-- SUPPLIED MATERIAL follows --

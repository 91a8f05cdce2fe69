use crate::attendance;
use crate::ipc::error::HandlerErr;
use crate::ipc::helpers::{
    get_date_or_today, get_optional_str, get_required_bool, get_required_i64, get_required_str,
    parse_params, with_conn, HandlerFn,
};
use crate::ipc::types::{AppState, Request};
use crate::model::TeacherId;
use rusqlite::Connection;
use serde_json::{json, Value};

fn attendance_mark_student(conn: &Connection, params: &Value) -> Result<Value, HandlerErr> {
    let outcome = attendance::mark_student(
        conn,
        &get_required_str(params, "studentId")?,
        get_date_or_today(params, "date")?,
        get_required_bool(params, "present")?,
    )?;
    Ok(json!(outcome))
}

fn attendance_mark_students(conn: &Connection, params: &Value) -> Result<Value, HandlerErr> {
    let ids: Vec<String> = parse_params(params, Some("studentIds"))?;
    let outcome = attendance::mark_students(
        conn,
        &ids,
        get_date_or_today(params, "date")?,
        get_required_bool(params, "present")?,
    )?;
    Ok(json!(outcome))
}

fn attendance_mark_class(conn: &Connection, params: &Value) -> Result<Value, HandlerErr> {
    let outcome = attendance::mark_class(
        conn,
        &get_required_str(params, "className")?,
        get_date_or_today(params, "date")?,
        get_required_bool(params, "present")?,
    )?;
    Ok(json!(outcome))
}

fn attendance_mark_teacher(conn: &Connection, params: &Value) -> Result<Value, HandlerErr> {
    let outcome = attendance::mark_teachers(
        conn,
        &[get_required_i64(params, "teacherId")?],
        get_date_or_today(params, "date")?,
        get_required_bool(params, "present")?,
    )?;
    Ok(json!(outcome))
}

fn attendance_mark_teachers(conn: &Connection, params: &Value) -> Result<Value, HandlerErr> {
    let ids: Vec<TeacherId> = parse_params(params, Some("teacherIds"))?;
    let outcome = attendance::mark_teachers(
        conn,
        &ids,
        get_date_or_today(params, "date")?,
        get_required_bool(params, "present")?,
    )?;
    Ok(json!(outcome))
}

fn attendance_list(conn: &Connection, params: &Value) -> Result<Value, HandlerErr> {
    let date = get_date_or_today(params, "date")?;
    let class_name = get_optional_str(params, "className")?;
    let marks = attendance::student_attendance(conn, date, class_name.as_deref())?;
    Ok(json!({ "date": date, "marks": marks }))
}

fn attendance_teacher_list(conn: &Connection, params: &Value) -> Result<Value, HandlerErr> {
    let date = get_date_or_today(params, "date")?;
    let marks = attendance::teacher_attendance(conn, date)?;
    Ok(json!({ "date": date, "marks": marks }))
}

fn attendance_summary(conn: &Connection, params: &Value) -> Result<Value, HandlerErr> {
    let date = get_date_or_today(params, "date")?;
    Ok(json!({ "summary": attendance::daily_summary(conn, date)? }))
}

pub fn try_handle(state: &mut AppState, req: &Request) -> Option<Value> {
    let f: HandlerFn = match req.method.as_str() {
        "attendance.markStudent" => attendance_mark_student,
        "attendance.markStudents" => attendance_mark_students,
        "attendance.markClass" => attendance_mark_class,
        "attendance.markTeacher" => attendance_mark_teacher,
        "attendance.markTeachers" => attendance_mark_teachers,
        "attendance.list" => attendance_list,
        "attendance.teacherList" => attendance_teacher_list,
        "attendance.summary" => attendance_summary,
        _ => return None,
    };
    Some(with_conn(state, req, f))
}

-- SUPPLIED MATERIAL concluded --

WHAT NEEDS TO BE DONE:
Each of the entries must be set down exactly, none omitted.

RESPONSE:
repository 91a8f05cdce2fe69
use crate::attendance;
use crate::ipc::error::HandlerErr;
use crate::ipc::helpers::{
    get_date_or_today, get_optional_str, get_required_bool, get_required_i64, get_required_str,
    parse_params, with_conn, HandlerFn,
};
use crate::ipc::types::{AppState, Request};
use crate::model::TeacherId;
use rusqlite::Connection;
use serde_json::{json, Value};

fn attendance_mark_student(conn: &Connection, params: &Value) -> Result<Value, HandlerErr> {
    let outcome = attendance::mark_student(
        conn,
        &get_required_str(params, "studentId")?,
        get_date_or_today(params, "date")?,
        get_required_bool(params, "present")?,
    )?;
    Ok(json!(outcome))
}

fn attendance_mark_students(conn: &Connection, params: &Value) -> Result<Value, HandlerErr> {
    let ids: Vec<String> = parse_params(params, Some("studentIds"))?;
    let outcome = attendance::mark_students(
        conn,
        &ids,
        get_date_or_today(params, "date")?,
        get_required_bool(params, "present")?,
    )?;
    Ok(json!(outcome))
}

fn attendance_mark_class(conn: &Connection, params: &Value) -> Result<Value, HandlerErr> {
    let outcome = attendance::mark_class(
        conn,
        &get_required_str(params, "className")?,
        get_date_or_today(params, "date")?,
        get_required_bool(params, "present")?,
    )?;
    Ok(json!(outcome))
}

fn attendance_mark_teacher(conn: &Connection, params: &Value) -> Result<Value, HandlerErr> {
    let outcome = attendance::mark_teachers(
        conn,
        &[get_required_i64(params, "teacherId")?],
        get_date_or_today(params, "date")?,
        get_required_bool(params, "present")?,
    )?;
    Ok(json!(outcome))
}

fn attendance_mark_teachers(conn: &Connection, params: &Value) -> Result<Value, HandlerErr> {
    let ids: Vec<TeacherId> = parse_params(params, Some("teacherIds"))?;
    let outcome = attendance::mark_teachers(
        conn,
        &ids,
        get_date_or_today(params, "date")?,
        get_required_bool(params, "present")?,
    )?;
    Ok(json!(outcome))
}

fn attendance_list(conn: &Connection, params: &Value) -> Result<Value, HandlerErr> {
    let date = get_date_or_today(params, "date")?;
    let class_name = get_optional_str(params, "className")?;
    let marks = attendance::student_attendance(conn, date, class_name.as_deref())?;
    Ok(json!({ "date": date, "marks": marks }))
}

fn attendance_teacher_list(conn: &Connection, params: &Value) -> Result<Value, HandlerErr> {
    let date = get_date_or_today(params, "date")?;
    let marks = attendance::teacher_attendance(conn, date)?;
    Ok(json!({ "date": date, "marks": marks }))
}

fn attendance_summary(conn: &Connection, params: &Value) -> Result<Value, HandlerErr> {
    let date = get_date_or_today(params, "date")?;
    Ok(json!({ "summary": attendance::daily_summary(conn, date)? }))
}

pub fn try_handle(state: &mut AppState, req: &Request) -> Option<Value> {
    let f: HandlerFn = match req.method.as_str() {
        "attendance.markStudent" => attendance_mark_student,
        "attendance.markStudents" => attendance_mark_students,
        "attendance.markClass" => attendance_mark_class,
        "attendance.markTeacher" => attendance_mark_teacher,
        "attendance.markTeachers" => attendance_mark_teachers,
        "attendance.list" => attendance_list,
        "attendance.teacherList" => attendance_teacher_list,
        "attendance.summary" => attendance_summary,
        _ => return None,
    };
    Some(with_conn(state, req, f))
}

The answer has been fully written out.